AT&T Inc. said Tuesday its earnings rose 63.3 percent in the first quarter, the first period it reported combined results after SBC Communications Inc.'s acquisition of AT&T Corp., which closed late last year.
/ Source: The Associated Press

AT&T Inc. said Tuesday its earnings rose 63.3 percent in the first quarter, the first period it reported combined results after SBC Communications Inc.’s acquisition of AT&T Corp., which closed late last year.

Net income was $1.445 billion, or 37 cents a share, for the January-March period, up from SBC’s earnings of $885 million, or 27 cents a share, in the same period last year.

Excluding the costs of SBC’s acquisition of AT&T Corp. and Cingular Wireless LLC’s acquisition of AT&T Wireless, earnings were 52 cents a share, beating the average estimate of analysts polled by Thomson Financial by 3 cents.

Revenue came to $15.8 billion, up 55 percent from $10.2 billion the previous year.

As expected, results were strong at Cingular, which reported its first-quarter earnings last week along with Atlanta-based BellSouth Corp., which owns 40 percent of the venture. San Antonio-based AT&T Inc. owns the rest.

Cingular, already the country’s largest cell-phone carrier, ended the quarter with 55.8 million subscribers, up 5.5 million from a year ago, and contributed $287 million to AT&T’s income. Its revenue of $9 billion was not counted in AT&T’s revenue.

Revenue in the traditional wired phone business was $14.7 billion, down 5.5 percent from SBC’s and AT&T’s combined results a year ago. The decline was due mainly to the continued free fall of the former AT&T Corp.’s consumer long-distance business. Even before the merger, AT&T stopped marketing the service due to dwindling margins and competition from regional phone companies like SBC.

The number of phone lines served also declined, to 49 million phone from 52 million, due to competition from cell phones, cable and Internet calling. However, this was offset by added revenue from data services. AT&T added 511,000 broadband digital subscriber lines, for a total of 7.4 million.

AT&T chief executive Ed Whitacre said the integration of AT&T Corp. and SBC was going according to plan. The front-line sales force has been combined, and plans for integrating the networks are in place. Whitacre still expects the merger to save $600 million to $800 million this year.

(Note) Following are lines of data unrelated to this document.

//! Example: drive the full job flow against scripted mocks.
//!
//! Run with: `cargo run --example mock_analysis`

use heat_analysis_client::stream::MockEventSource;
use heat_analysis_client::transport::{Method, MockReply, MockTransport};
use heat_analysis_client::{
    AnalysisClient, AnalysisOrchestrator, AnalysisParameters, ClientConfig, LogEvent,
};
use serde_json::json;
use std::sync::Arc;

#[tokio::main]
async fn main() -> Result<(), Box<dyn std::error::Error>> {
    // The service answers the probe, refuses the first submission, then accepts.
    let transport = MockTransport::new()
        .route(
            Method::Get,
            "/health",
            vec![MockReply::json(200, json!({"status": "healthy"}))],
        )
        .route(
            Method::Post,
            "/analyze",
            vec![
                MockReply::json(503, json!({"error": "Google Earth Engine not initialized"})),
                MockReply::json(202, json!({"sessionId": "abc123", "status": "started"})),
            ],
        );

    let events = MockEventSource::new([
        r#"{"log":"Fetching data"}"#,
        r#"{"log":"Computing indices"}"#,
        r#"{"status":"completed","result":{"success":true,"hotspotsFound":42,"clusters":2,
            "priorityZones":[{"id":1,"lat":29.52,"lon":74.99,"temp":44.1}]}}"#,
    ]);

    let client = AnalysisClient::with_parts(
        ClientConfig::default(),
        Arc::new(transport),
        Arc::new(events),
    );
    let orchestrator = AnalysisOrchestrator::new(client);

    let params = AnalysisParameters {
        latitude: 29.52,
        longitude: 74.99,
        ..Default::default()
    };
    let result = orchestrator
        .run(&params, &mut |log: LogEvent| println!("log: {}", log.message))
        .await?;

    println!("Hotspots found: {}", result.hotspots_found);
    println!("Priority zones: {}", result.priority_zones.len());

    // Invalid input never reaches the mocks.
    let bad = AnalysisParameters {
        start_date: "2025-08-30".into(),
        end_date: "2025-05-29".into(),
        ..Default::default()
    };
    if let Err(e) = orchestrator.run(&bad, &mut |_: LogEvent| {}).await {
        println!("Rejected ({:?}): {}", e.kind(), e);
    }

    Ok(())
}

Even as the former SBC is digesting its acquisition of AT&T Corp., it has announced another mega-merger. In March, AT&T announced a deal to buy BellSouth for $67 billion. The deal was initially expected to close by March 2007, but the companies said last week that they now expect the deal to close by the end of this year. A major reason for the deal is that it would give AT&T full control of growth engine Cingular.